Internet-Draft   SRTP in Store-and-Forward Applications        June 2009


   functionality for SRTCP SaF.

   As noted, it may still be beneficial to forward information from some
   of the inbound RTCP messages (from S to M) in the outbound RTCP (from
   M to R).  Also note that it may in general not be possible for the
   SaF middlebox to reproduce RTCP reports accurately reflecting the
   ongoing SaF hbh session.  For instance, since the e2e encryption
   hides any possible RTP padding, there may be a discrepancy between
   sender's byte counts on the S-M and M-R links, respectively.  After
   decryption at R, however, the correct values will be possible to
   reconstruct.

4.7.  Cryptographic Transforms

   We define a set of SRTP SaF transforms.  Note that SaF middleboxes do
   not need to support any cryptographic transform outside what is
   already defined in [RFC3711].

4.7.1.   Default hbh Transforms

   The hbh protection may reuse any of the existing SRTP transforms such
   as those defined in the original specification [RFC3711], or,
   transforms that have been added later.  By default the NULL
   encryption algorithm, the HMAC-SHA1 authentication algorithm and the
   AES-CM pseudo-random function SHALL be used.

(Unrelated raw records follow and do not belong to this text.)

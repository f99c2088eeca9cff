//! Version-control seam.

use std::collections::BTreeSet;
use std::path::{Path, PathBuf};

use anyhow::Result;

pub use freighter_git::TreeStatus;

/// The pipeline's whole view of version control: three read-only queries
/// and the single mutation (pushing the release tag).
pub trait VersionControl {
    fn tree_status(&self) -> Result<TreeStatus>;
    fn checked_out_tag(&self) -> Result<Option<String>>;
    fn list_tags(&self) -> Result<BTreeSet<String>>;
    /// Push an already-existing local tag to the configured remote.
    fn push_tag(&self, tag: &str) -> Result<()>;
}

/// `git` on `PATH`, rooted at the package directory.
#[derive(Debug, Clone)]
pub struct SystemGit {
    root: PathBuf,
    remote: String,
}

impl SystemGit {
    pub fn new(root: &Path, remote: &str) -> Self {
        SystemGit {
            root: root.to_path_buf(),
            remote: remote.to_string(),
        }
    }
}

impl VersionControl for SystemGit {
    fn tree_status(&self) -> Result<TreeStatus> {
        freighter_git::tree_status(&self.root)
    }

    fn checked_out_tag(&self) -> Result<Option<String>> {
        freighter_git::checked_out_tag(&self.root)
    }

    fn list_tags(&self) -> Result<BTreeSet<String>> {
        freighter_git::list_tags(&self.root)
    }

    fn push_tag(&self, tag: &str) -> Result<()> {
        freighter_git::push_tag(&self.root, &self.remote, tag)
    }
}
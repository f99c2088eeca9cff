//! The full publish pipeline: validate, push the tag, rebuild against
//! the solved plan, submit, then follow the registry job to its verdict.

use anyhow::{Context, Result};

use freighter_types::{PublishJob, PublishManifest, ValidationError};

use crate::compiler::BuildOptions;
use crate::poll::poll_job;
use crate::report::Reporter;
use crate::validate::{PreflightOutcome, PublishContext, run_preflight};

/// Terminal state of a publish attempt that did not hit a fatal error.
#[derive(Debug)]
pub enum PublishOutcome {
    /// Validation found problems; nothing was pushed or submitted.
    Rejected { errors: Vec<ValidationError> },
    /// The candidate was submitted. `job` holds the registry's verdict,
    /// which may still be a failure.
    Completed {
        manifest: PublishManifest,
        job: PublishJob,
    },
}

/// Validate the package and, if every check passes, publish it.
///
/// The tag push is the only local side effect and happens strictly after
/// validation succeeds. Any failure past that point leaves the pushed tag
/// in place; rerunning after a fix is safe because the tag already
/// matches the version being published.
pub fn run_publish(
    ctx: &PublishContext<'_>,
    reporter: &mut dyn Reporter,
) -> Result<PublishOutcome> {
    let (manifest, plan) = match run_preflight(ctx, reporter)? {
        PreflightOutcome::Ready { manifest, plan } => (manifest, plan),
        PreflightOutcome::Rejected { errors } => {
            return Ok(PublishOutcome::Rejected { errors });
        }
    };

    let tag = freighter_git::expected_tag(&manifest.version);
    reporter.info(&format!("pushing tag {tag} to the remote..."));
    ctx.vcs.push_tag(&tag)?;

    reporter.info("rebuilding against the solved plan...");
    ctx.build
        .build(&BuildOptions::resolved(&plan))
        .context("the package no longer builds with the solved dependency versions")?;

    reporter.info(&format!(
        "submitting {} {} to the registry...",
        manifest.name, manifest.version
    ));
    let job_id = ctx.registry.submit(&manifest, &tag, &plan)?;
    reporter.info(&format!("submission accepted as job {job_id}"));

    let job = poll_job(ctx.registry, &job_id, &ctx.options, reporter)?;
    Ok(PublishOutcome::Completed { manifest, job })
}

4.7.2.  Default e2e Transforms

   The sender SHALL first apply the e2e encryption transform and then
   the e2e authentication transform.

   The default e2e encryption transform SHALL be AES Counter Mode as
   specified in [RFC3711], Section 4.1.1, with the following
   modification.  Instead of forming the initialization vector as
   defined in [RFC3711], the IV SHALL be formed as:

             IV = (k_s * 2^16) XOR (SSS * 2^64) XOR (PUV * 2^16)

   where k_s is the session salting key (derived from the e2e master key
   and salt, see Section 4.7.3) and where SSS and PUV are the SSS/PUV
   fields from the packet.  The PUV is a counter, initially set to zero
   and then increasing by one (1) for each packet.  The default size of
   the PUV SHALL be 24 bits and the maximum allowed size for AES counter
   mode SHALL be 48 bits.  If the SSS field is not present, the value 0
   (zero) SHALL be used.  The default size of the SSS SHALL be zero (not
   present) and the maximum size for AES counter mode SHALL be 64 bits.

   The key used SHALL be the session encryption key k_e (derived from


Blom, et al.            Expires December 24, 2009              [Page 21]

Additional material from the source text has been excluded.